Der Mensch schafft Artefakte, die Fragmente des Lebens realisieren, das heißt stets auch dessen Komplexität reduzieren. Denn alles, was erscheint, sei es natürlichen oder künstlichen Ursprungs, verweist auf das Leben, in das es eingelassen ist. Dies gilt auch für die Zehnte Kunstform, welche zwar die allgemeine Form des Lebens annimmt, aber wie der Begriff nahelegt, auch nur dessen Form und auch solches unvollständig. Dennoch erwächst hieraus eine bedeutende Frage, und zwar diejenige nach der Form, welche das Leben unter dem Vorzeichen der Kunst annimmt, den Umstand, dass das Leben, genauer: die Welt zum Gegenstand gestalterischer Kräfte wird.

§ 71. Die Welt als Gegenstand der Zehnten Kunstform. Die gegebene Welt und die vorgestellte Welt. Die zwei großen Sprünge in der Mediengeschichte.

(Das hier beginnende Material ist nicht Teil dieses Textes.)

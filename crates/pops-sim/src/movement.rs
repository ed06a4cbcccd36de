//! Host movement: along the transport network and from a dated list.
//!
//! # CSV format for scheduled movements
//!
//! ```text
//! date,row_from,col_from,row_to,col_to,count
//! 2020-03-01,4,10,90,12,25
//! ```

use std::fs::File;
use std::io::Read;
use std::path::Path;

use serde::Deserialize;
use tracing::warn;

use pops_core::{Cell, Date, GridAccess, SimRng};
use pops_network::Network;

use crate::{HostPool, SimError, SimResult};

/// A dated transfer of hosts between two cells.
#[derive(Copy, Clone, PartialEq, Eq, Debug)]
pub struct ScheduledMovement {
    pub date:  Date,
    pub from:  Cell,
    pub to:    Cell,
    pub count: u32,
}

// ── CSV loading ───────────────────────────────────────────────────────────────

#[derive(Deserialize)]
struct MovementRecord {
    date:     String,
    row_from: usize,
    col_from: usize,
    row_to:   usize,
    col_to:   usize,
    count:    u32,
}

pub fn load_movements_csv(path: impl AsRef<Path>) -> SimResult<Vec<ScheduledMovement>> {
    let file = File::open(path)?;
    load_movements_reader(file)
}

/// Parse scheduled movements from any reader, sorted by date (stable).
pub fn load_movements_reader<R: Read>(reader: R) -> SimResult<Vec<ScheduledMovement>> {
    let mut csv_reader = csv::Reader::from_reader(reader);
    let mut out = Vec::new();
    for result in csv_reader.deserialize::<MovementRecord>() {
        let rec = result.map_err(|e| SimError::Parse(e.to_string()))?;
        let date: Date = rec.date.parse()?;
        out.push(ScheduledMovement {
            date,
            from: Cell::new(rec.row_from, rec.col_from),
            to: Cell::new(rec.row_to, rec.col_to),
            count: rec.count,
        });
    }
    out.sort_by_key(|m| m.date);
    Ok(out)
}

// ── Moving hosts ──────────────────────────────────────────────────────────────

/// Move up to `n` hosts (susceptible and infected) from `from` to `to`.
///
/// The susceptible/infected split is drawn without replacement when
/// `stochastic`, otherwise it is proportional with infected rounded.
/// Infected movers carry their mortality cohorts.  Returns hosts moved.
pub(crate) fn move_hosts(
    hosts:      &mut HostPool,
    from:       Cell,
    to:         Cell,
    n:          u64,
    stochastic: bool,
    rng:        &mut SimRng,
) -> u64 {
    let s = hosts.susceptible[from].max(0) as u64;
    let i = hosts.infected[from].max(0) as u64;
    let n = n.min(s + i);
    if n == 0 || from == to {
        return 0;
    }
    let infected_moved = if stochastic {
        let (mut s_left, mut i_left, mut picked) = (s, i, 0u64);
        for _ in 0..n {
            if rng.gen_range(0..s_left + i_left) < i_left {
                i_left -= 1;
                picked += 1;
            } else {
                s_left -= 1;
            }
        }
        picked
    } else {
        ((n as f64 * i as f64 / (s + i) as f64).round() as u64).min(i).max(n.saturating_sub(s))
    };
    let susceptible_moved = n - infected_moved;

    hosts.susceptible[from] -= susceptible_moved as i32;
    hosts.susceptible[to] += susceptible_moved as i32;
    let by_cohort = hosts.take_infected(from, infected_moved as i32);
    hosts.put_infected(to, &by_cohort);
    n
}

/// One movement day over the whole network.  Returns hosts moved.
pub(crate) fn move_along_network(
    hosts:      &mut HostPool,
    network:    &Network,
    stochastic: bool,
    rng:        &mut SimRng,
) -> u64 {
    let mut moved = 0;
    for &node in network.nodes() {
        if !hosts.susceptible.contains(node.row as i64, node.col as i64) {
            continue;
        }
        let edges = network.lookup(node);
        if edges.is_empty() {
            continue;
        }
        let origin_total = (hosts.susceptible[node] + hosts.infected[node]).max(0) as u64;
        let mut remaining = origin_total;
        for edge in edges {
            if remaining == 0 {
                break;
            }
            if !hosts.susceptible.contains(edge.to.row as i64, edge.to.col as i64) {
                continue;
            }
            let mut n = if stochastic {
                rng.binomial(remaining, edge.weight)
            } else {
                (edge.weight * origin_total as f64).round() as u64
            };
            if let Some(cap) = edge.capacity {
                n = n.min(cap as u64);
            }
            n = n.min(remaining);
            let done = move_hosts(hosts, node, edge.to, n, stochastic, rng);
            remaining -= done;
            moved += done;
        }
    }
    moved
}

/// Apply the scheduled movements dated `date`.  Returns hosts moved.
pub(crate) fn apply_scheduled(
    hosts:      &mut HostPool,
    movements:  &[ScheduledMovement],
    date:       Date,
    stochastic: bool,
    rng:        &mut SimRng,
) -> u64 {
    let mut moved = 0;
    for m in movements.iter().filter(|m| m.date == date) {
        let inside = |c: Cell| hosts.susceptible.contains(c.row as i64, c.col as i64);
        if !inside(m.from) || !inside(m.to) {
            warn!(%date, from = %m.from, to = %m.to, "scheduled movement outside the grid skipped");
            continue;
        }
        moved += move_hosts(hosts, m.from, m.to, m.count as u64, stochastic, rng);
    }
    moved
}
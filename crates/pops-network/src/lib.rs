//! `pops-network` — the long-distance transport network.
//!
//! Nodes are grid cells and edges are weighted, directed links between
//! (typically non-adjacent) cells.  The spread engine needs only two
//! queries:
//!
//! - `lookup(cell) -> &[Edge]` for the movement step, and
//! - `travel(cell, distance, rng) -> Cell` for the network dispersal kernel.
//!
//! # Crate layout
//!
//! | Module      | Contents                                               |
//! |-------------|--------------------------------------------------------|
//! | [`network`] | `Network` (CSR), `Edge`, `NetworkBuilder`              |
//! | [`loader`]  | `load_network_csv`, `load_network_reader`, `write_network_csv` |
//! | [`error`]   | `NetworkError`, `NetworkResult<T>`                     |

pub mod error;
pub mod loader;
pub mod network;

#[cfg(test)]
mod tests;

pub use error::{NetworkError, NetworkResult};
pub use loader::{load_network_csv, load_network_reader, write_network_csv};
pub use network::{Edge, Network, NetworkBuilder};
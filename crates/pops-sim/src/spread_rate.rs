//! Spread rate from the infection bounding box.
//!
//! On each day flagged by `spread_rate_schedule` the bounding box of infected
//! cells is recorded and compared with the previous one.  The rate for each
//! edge is the distance it advanced, in map units per action step:
//!
//! ```text
//! north = (n_prev − n) × ns_res        south = (s − s_prev) × ns_res
//! east  = (e − e_prev) × ew_res        west  = (w_prev − w) × ew_res
//! ```
//!
//! A rate is NaN when it is undefined: no infection in either box, or an
//! edge that did not move while touching the grid border (the infection may
//! have spread past it).

use pops_core::{Grid, GridAccess};

// ── BBox ──────────────────────────────────────────────────────────────────────

/// Inclusive cell bounding box.  `north <= south`, `west <= east`.
#[derive(Copy, Clone, PartialEq, Eq, Debug)]
pub struct BBox {
    pub north: usize,
    pub south: usize,
    pub east:  usize,
    pub west:  usize,
}

/// Bounding box of cells with `infected > 0`, or `None` if there are none.
pub fn infection_boundary(infected: &Grid<i32>) -> Option<BBox> {
    infected.iter_cells().filter(|&c| infected[c] > 0).fold(None, |acc, c| {
        Some(match acc {
            None => BBox { north: c.row, south: c.row, east: c.col, west: c.col },
            Some(b) => BBox {
                north: b.north.min(c.row),
                south: b.south.max(c.row),
                east:  b.east.max(c.col),
                west:  b.west.min(c.col),
            },
        })
    })
}

// ── Rate ──────────────────────────────────────────────────────────────────────

/// Advance of each bounding-box edge over one step.
#[derive(Copy, Clone, Debug)]
pub struct Rate {
    pub north: f64,
    pub south: f64,
    pub east:  f64,
    pub west:  f64,
}

impl Rate {
    pub const UNDEFINED: Rate = Rate { north: f64::NAN, south: f64::NAN, east: f64::NAN, west: f64::NAN };

    pub fn as_array(&self) -> [f64; 4] {
        [self.north, self.south, self.east, self.west]
    }
}

impl PartialEq for Rate {
    /// NaN equals NaN here, so undefined rates compare equal.
    fn eq(&self, other: &Self) -> bool {
        self.as_array()
            .iter()
            .zip(other.as_array())
            .all(|(a, b)| a == &b || (a.is_nan() && b.is_nan()))
    }
}

// ── SpreadRate ────────────────────────────────────────────────────────────────

#[derive(Clone, Debug, PartialEq)]
pub struct SpreadRate {
    rows:       usize,
    cols:       usize,
    ew_res:     f64,
    ns_res:     f64,
    /// `boundaries[0]` is the initial state, `boundaries[k + 1]` follows step `k`.
    boundaries: Vec<Option<BBox>>,
    rates:      Vec<Rate>,
}

impl SpreadRate {
    /// Tracker for `num_steps` steps, starting from the initial infection.
    pub fn new(infected: &Grid<i32>, ew_res: f64, ns_res: f64, num_steps: usize) -> Self {
        let mut boundaries = vec![None; num_steps + 1];
        boundaries[0] = infection_boundary(infected);
        Self {
            rows: infected.rows(),
            cols: infected.cols(),
            ew_res,
            ns_res,
            boundaries,
            rates: vec![Rate::UNDEFINED; num_steps],
        }
    }

    pub fn num_steps(&self) -> usize {
        self.rates.len()
    }

    /// Record the state after step `step`.  Steps past the end are ignored.
    pub fn record(&mut self, infected: &Grid<i32>, step: usize) {
        if step >= self.rates.len() {
            return;
        }
        let bbox = infection_boundary(infected);
        self.boundaries[step + 1] = bbox;
        let (Some(prev), Some(now)) = (self.boundaries[step], bbox) else {
            self.rates[step] = Rate::UNDEFINED;
            return;
        };

        let advance = |from: usize, to: usize, res: f64| (to as f64 - from as f64) * res;
        let edge = |rate: f64, at_border: bool| if rate == 0.0 && at_border { f64::NAN } else { rate };
        self.rates[step] = Rate {
            north: edge(advance(now.north, prev.north, self.ns_res), now.north == 0),
            south: edge(advance(prev.south, now.south, self.ns_res), now.south + 1 == self.rows),
            east:  edge(advance(prev.east, now.east, self.ew_res), now.east + 1 == self.cols),
            west:  edge(advance(now.west, prev.west, self.ew_res), now.west == 0),
        };
    }

    /// Rate for `step`, `None` past the end.
    pub fn step_rate(&self, step: usize) -> Option<Rate> {
        self.rates.get(step).copied()
    }

    pub fn rates(&self) -> &[Rate] {
        &self.rates
    }

    /// Recorded boxes, initial state first.
    pub fn boundaries(&self) -> &[Option<BBox>] {
        &self.boundaries
    }
}

/// Mean rate at `step` over an ensemble, ignoring NaN per edge.  An edge
/// with no defined rate in any run stays NaN.
pub fn average_spread_rate(runs: &[SpreadRate], step: usize) -> Rate {
    let mut sums = [0.0; 4];
    let mut counts = [0usize; 4];
    for rate in runs.iter().filter_map(|r| r.step_rate(step)) {
        for (k, v) in rate.as_array().into_iter().enumerate() {
            if !v.is_nan() {
                sums[k] += v;
                counts[k] += 1;
            }
        }
    }
    let mean = |k: usize| if counts[k] > 0 { sums[k] / counts[k] as f64 } else { f64::NAN };
    Rate { north: mean(0), south: mean(1), east: mean(2), west: mean(3) }
}
/// What happened on one simulated day.
#[derive(Clone, Debug, PartialEq)]
pub struct StepReport {
    pub date:                 Date,
    pub day_index:            usize,
    pub flags:                DayFlags,
    pub dispersers_generated: u64,
    /// Dispersers that infected (or exposed) a host.
    pub established:          u64,
    /// Dispersers that reached susceptible hosts but failed the density test.
    pub unestablished:        u64,
    /// Dispersers that landed on a cell with no susceptible hosts.
    pub lost_dispersers:      u64,
    /// Destinations of dispersers that left the grid.
    pub outside_dispersers:   Vec<(i64, i64)>,
    pub deaths:               u64,
    pub moved:                u64,
    /// Hosts above carrying capacity that found no room in any neighbour.
    pub unplaced_excess:      u64,
    /// Hosts taken out by treatments and removal requests.
    pub removed:              u64,
    /// Infected hosts removed by lethal temperatures.
    pub frozen:               u64,
    /// Infected and exposed hosts that did not survive.
    pub not_surviving:        u64,
}

impl StepReport {
    pub fn new(date: Date, day_index: usize, flags: DayFlags) -> Self {
        Self {
            date,
            day_index,
            flags,
            dispersers_generated: 0,
            established: 0,
            unestablished: 0,
            lost_dispersers: 0,
            outside_dispersers: Vec::new(),
            deaths: 0,
            moved: 0,
            unplaced_excess: 0,
            removed: 0,
            frozen: 0,
            not_surviving: 0,
        }
    }
}

/// Caller-requested removal of hosts from one cell, applied in the next
/// removal process.  Amounts are clamped to what the cell holds.
#[derive(Copy, Clone, PartialEq, Eq, Debug)]
pub struct RemovalRequest {
    pub row:         usize,
    pub col:         usize,
    pub susceptible: u32,
    pub infected:    u32,
}
//! Model observer trait for progress reporting and data collection.

use pops_core::{Date, Grid};

use crate::{HostPool, StepReport};

/// Callbacks invoked by [`Model::run`][crate::Model::run] at key points in
/// the day loop.
///
/// All methods have default no-op implementations so implementors only need
/// to override what they care about.
///
/// # Example — infection counter
///
/// ```rust,ignore
/// struct NewInfections(u64);
///
/// impl ModelObserver for NewInfections {
///     fn on_day_end(&mut self, report: &StepReport) {
///         self.0 += report.established;
///     }
/// }
/// ```
pub trait ModelObserver {
    /// Called before any process runs on `date`.
    fn on_day_start(&mut self, _date: Date, _day_index: usize) {}

    /// Called after every process due on the day has run.
    fn on_day_end(&mut self, _report: &StepReport) {}

    /// Called for each infected-grid snapshot the run keeps.
    fn on_snapshot(&mut self, _date: Date, _infected: &Grid<i32>) {}

    /// Called once after the last simulated day.
    fn on_run_end(&mut self, _last_date: Option<Date>, _hosts: &HostPool) {}
}

/// A [`ModelObserver`] that does nothing.
pub struct NoopObserver;

impl ModelObserver for NoopObserver {}
// ================= Tests =================
#[cfg(test)]
mod tests {
    use super::*;
    use std::io::Write;

    // --- topic extraction ---

    #[test]
    fn extracts_three_numbered_topics_in_order() {
        let reply = "1. Contract Law\n2. Employment\n3. IP\nThanks!";
        assert_eq!(extract_topics(reply), vec!["Contract Law", "Employment", "IP"]);
    }

    #[test]
    fn tolerates_preamble_and_partial_lists() {
        let reply = "Sure, here are the topics:\n1. Company Incorporation\n2. Tax\n";
        assert_eq!(extract_topics(reply), vec!["Company Incorporation", "Tax"]);
    }

    #[test]
    fn no_numbered_lines_means_no_topics() {
        assert!(extract_topics("I could not decide on any topics.").is_empty());
    }

    #[test]
    fn truncates_to_three_topics() {
        let reply = "1. A\n2. B\n3. C\n4. D";
        assert_eq!(extract_topics(reply), vec!["A", "B", "C"]);
    }

    #[test]
    fn unwraps_bracketed_topics() {
        assert_eq!(extract_topics("1. [Employment Law]"), vec!["Employment Law"]);
    }

    #[test]
    fn topic_instruction_embeds_topics_and_question() {
        let topics = vec!["Contract Law".to_string(), "Tax".to_string()];
        let prompt = topic_instruction(&topics, "How do I incorporate?");
        assert!(prompt.contains("Contract Law\nTax"));
        assert!(prompt.contains("Question: How do I incorporate?"));
    }

    // --- formatting ---

    #[test]
    fn bold_markers_alternate() {
        let html = format_response("Hello **world**", &[]);
        assert_eq!(
            html,
            format!("<p>Hello <strong>world</strong></p><p>{WARNING_MESSAGE}</p>")
        );
    }

    #[test]
    fn italic_markers_alternate() {
        let html = format_response("try *this* now", &[]);
        assert!(html.starts_with("<p>try <em>this</em> now</p>"));
    }

    #[test]
    fn paragraphs_topics_and_warning_in_order() {
        let html = format_response("Point one\n\nPoint two", &["Contract Law".to_string()]);
        assert_eq!(
            html,
            format!(
                "<p>Point one</p><p>Point two</p><p>Selected Topics: Contract Law</p><p>{WARNING_MESSAGE}</p>"
            )
        );
    }

    #[test]
    fn no_topics_paragraph_when_ranking_is_empty() {
        let html = format_response("plain text", &[]);
        assert!(!html.contains("Selected Topics"));
    }

    #[test]
    fn bullets_and_numbered_lists_get_breaks() {
        let html = format_response("steps:\n- file\n• seal\n1. sign", &[]);
        assert_eq!(
            html,
            format!("<p>steps:\n<br>• file\n<br>• seal\n<br>1. sign</p><p>{WARNING_MESSAGE}</p>")
        );
    }

    #[test]
    fn bullet_rewrite_does_not_double_break() {
        let html = format_response("- one", &[]);
        assert!(html.starts_with("<p><br>• one</p>"));
    }

    #[test]
    fn blank_reply_gets_apology() {
        assert_eq!(process_response("  \n ", &[]), TECHNICAL_PROBLEM_MESSAGE);
    }

    // --- dataset ---

    fn write_dataset(contents: &str) -> tempfile::NamedTempFile {
        let mut file = tempfile::NamedTempFile::new().unwrap();
        file.write_all(contents.as_bytes()).unwrap();
        file.flush().unwrap();
        file
    }

    #[test]
    fn header_row_is_dropped() {
        let file = write_dataset("Topic,FAQ\nContract Law,What is a contract?\n");
        let entries = load_faq_dataset(file.path().to_str().unwrap()).unwrap();
        assert_eq!(entries.len(), 1);
        assert_eq!(entries[0].topic, "Contract Law");
        assert_eq!(entries[0].question, "What is a contract?");
    }

    #[test]
    fn data_looking_first_row_is_kept() {
        let file = write_dataset("Contract Law,What is a contract?\nTax,How much tax?\n");
        let entries = load_faq_dataset(file.path().to_str().unwrap()).unwrap();
        assert_eq!(entries.len(), 2);
    }

    #[test]
    fn markdown_markers_are_stripped_from_topics() {
        let file = write_dataset("**Contract Law**,What is a contract?\n");
        let entries = load_faq_dataset(file.path().to_str().unwrap()).unwrap();
        assert_eq!(entries[0].topic, "Contract Law");
    }

    #[test]
    fn missing_dataset_fails() {
        assert!(load_faq_dataset("definitely/not/here.csv").is_err());
    }

    #[test]
    fn empty_dataset_fails() {
        let file = write_dataset("Topic,FAQ\n");
        assert!(matches!(
            load_faq_dataset(file.path().to_str().unwrap()),
            Err(DatasetError::Empty { .. })
        ));
    }

    #[test]
    fn distinct_topics_keep_load_order() {
        let entries = vec![
            FaqEntry { topic: "B".into(), question: "q1".into() },
            FaqEntry { topic: "A".into(), question: "q2".into() },
            FaqEntry { topic: "B".into(), question: "q3".into() },
        ];
        assert_eq!(distinct_topics(&entries), vec!["B", "A"]);
    }

    // --- chat handler ---

    fn test_state(endpoint: &str) -> AppState {
        let llm = LlmClient::new(LlmConfig {
            endpoint: endpoint.to_string(),
            model: "deepseek-v3".to_string(),
            api_key: "test-key".to_string(),
        })
        .unwrap();
        AppState {
            router: TopicRouter { llm: llm.clone() },
            manager: BdManager { llm },
            topics: Arc::new(vec!["Contract Law".to_string()]),
        }
    }

    #[tokio::test]
    async fn empty_message_fails_fast() {
        // nothing listens on port 9; the handler must not get that far
        let state = test_state("http://127.0.0.1:9");
        let Json(reply) = chat(State(state), Json(ChatRequest { message: String::new() })).await;
        assert_eq!(
            serde_json::to_string(&reply).unwrap(),
            r#"{"error":"No message provided"}"#
        );
    }

    #[tokio::test]
    async fn upstream_failure_maps_to_generic_error() {
        let state = test_state("http://127.0.0.1:9");
        let Json(reply) = chat(State(state), Json(ChatRequest { message: "hello".into() })).await;
        assert_eq!(
            serde_json::to_string(&reply).unwrap(),
            r#"{"error":"Unable to connect to chat service. Please try again later."}"#
        );
    }

    #[test]
    fn reply_serializes_exactly_one_key() {
        let ok = serde_json::to_string(&ChatReply::Success { response: "<p>hi</p>".into() }).unwrap();
        assert_eq!(ok, r#"{"response":"<p>hi</p>"}"#);
    }
}
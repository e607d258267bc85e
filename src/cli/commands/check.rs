use std::path::Path;

use crate::app::Service;
use crate::cli::OutputFormat;
use crate::config::{AppConfig, ServiceDefinition};

pub fn handle(config_path: &Path, output_format: OutputFormat) -> anyhow::Result<()> {
    let definition = ServiceDefinition::load(config_path)?;
    let config = AppConfig::from_env();

    let service = Service::from_definition(definition)?;
    let routes = service.routes(&config)?;

    match output_format {
        OutputFormat::Json => {
            println!("{}", serde_json::to_string_pretty(&routes)?);
        }
        OutputFormat::Text => {
            println!("✓ {} is valid ({} routes)", config_path.display(), routes.len());
            for route in &routes {
                println!(
                    "  {:<6} {:<32} {:<16} {}",
                    route.verb, route.endpoint, route.handler, route.collection
                );
            }
            println!("  {:<6} {:<32} {:<16}", "GET", config.server.health_endpoint, "health");
        }
    }

    Ok(())
}
pub mod validate;

use serde::{Deserialize, Serialize};
use std::collections::{BTreeMap, HashMap};
use std::sync::Arc;

use crate::error::ConfigError;

pub use validate::{
    foreign_keys, has_all_required_keys, has_any_recognized_key, has_foreign_keys, is_truthy,
    missing_keys, truthy_fields,
};

/// Collection entry as written in the service definition.
#[derive(Debug, Clone, Default, Serialize, Deserialize)]
#[serde(rename_all = "camelCase")]
pub struct CollectionConfig {
    pub document_attributes: Option<Vec<String>>,
}

/// A registered collection and the attribute names its documents may carry.
#[derive(Debug, Clone, PartialEq, Eq)]
pub struct CollectionSpec {
    pub name: String,
    pub document_attributes: Vec<String>,
}

/// Read-only map of collection name to attribute allowlist, built once at startup.
#[derive(Debug, Clone, Default)]
pub struct SchemaRegistry {
    collections: HashMap<String, Arc<CollectionSpec>>,
}

impl SchemaRegistry {
    /// Builds the registry, failing on the first collection without attributes.
    pub fn register(collections: &BTreeMap<String, CollectionConfig>) -> Result<Self, ConfigError> {
        let mut registered = HashMap::with_capacity(collections.len());

        for (name, config) in collections {
            let attributes = match &config.document_attributes {
                Some(attrs) if !attrs.is_empty() => attrs.clone(),
                _ => return Err(ConfigError::MissingDocumentAttributes(name.clone())),
            };

            tracing::debug!("Registered collection '{}' with attributes [{}]", name, attributes.join(", "));
            registered.insert(
                name.clone(),
                Arc::new(CollectionSpec { name: name.clone(), document_attributes: attributes }),
            );
        }

        Ok(Self { collections: registered })
    }

    pub fn lookup(&self, name: &str) -> Option<Arc<CollectionSpec>> {
        self.collections.get(name).cloned()
    }

    pub fn len(&self) -> usize {
        self.collections.len()
    }

    pub fn is_empty(&self) -> bool {
        self.collections.is_empty()
    }
}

Die Form von Artefakt, welche der Zehnten Kunstform als einer Verhältnisform zugrunde liegt, zeichnet sich dadurch aus, dass es das Wirkliche und Sinnliche zum ersten Mal in jene Einheit zurückführt, welche uns in Gestalt der gegebenen Welt begegnet, wodurch das Welthafte der Welt wie nie zuvor unter die Bedingungen der Herstellbarkeit und Formbarkeit tritt. Man könnte sagen, dass diese Entwicklung einen großen Sprung in der Mediengeschichte darstellt, vermutlich sogar den größten Sprung seit der Entstehung der Sprache. Man versuche sich einmal vorzustellen, dass die Sprache für den Geist dieselbe Funktion erfülle wie ein Tonsystem für die Musik, dergestalt, dass die Worte als dessen Notationselement nicht etwa Klängen, sondern Vorstellungen entsprechen. Die Literatur könnte man sich dann als eine Kunstform denken, deren Handwerk darin besteht, etwas zu schaffen, das man Vorstellungspartituren nennen könnte, die in einer kunstvollen Lenkung sämtlicher geistiger Vermögen besteht, insbesondere aber darin, im Kopfe des Lesers eine vorgestellte Welt hervorzubringen. Man könnte folglich sagen, dass mit der Entstehung der Sprache und deren ureigener Kunstform, der Literatur, die vorgestellte Welt wie noch nie zuvor unter die Bedingungen der Herstellbarkeit und Formbarkeit trat, geradeso wie mit dem Computer und dessen ureigener Kunstform die gegebene Welt. Dass das Hervortreten dieser Kunstformen einen großen Sprung in der Mediengeschichte darstellt, liegt in der Ganzheitlichkeit der Erfahrungen, die sie ermöglichen. Diese Ganzheitlichkeit gründet nicht bloß darin, dass beide Kunstformen in der Lage sind, Welten zu schaffen, sie gründet vielmehr darin, dass diese Kunstformen vermöge der Welten, die sie schaffen, aus Geist und Welt als den beiden dem Leben zugrundeliegenden Wirkungsgrössen ganzheitlich zu schöpfen und diese Ganzheitlichkeit für sich fruchtbar zu machen verstehen.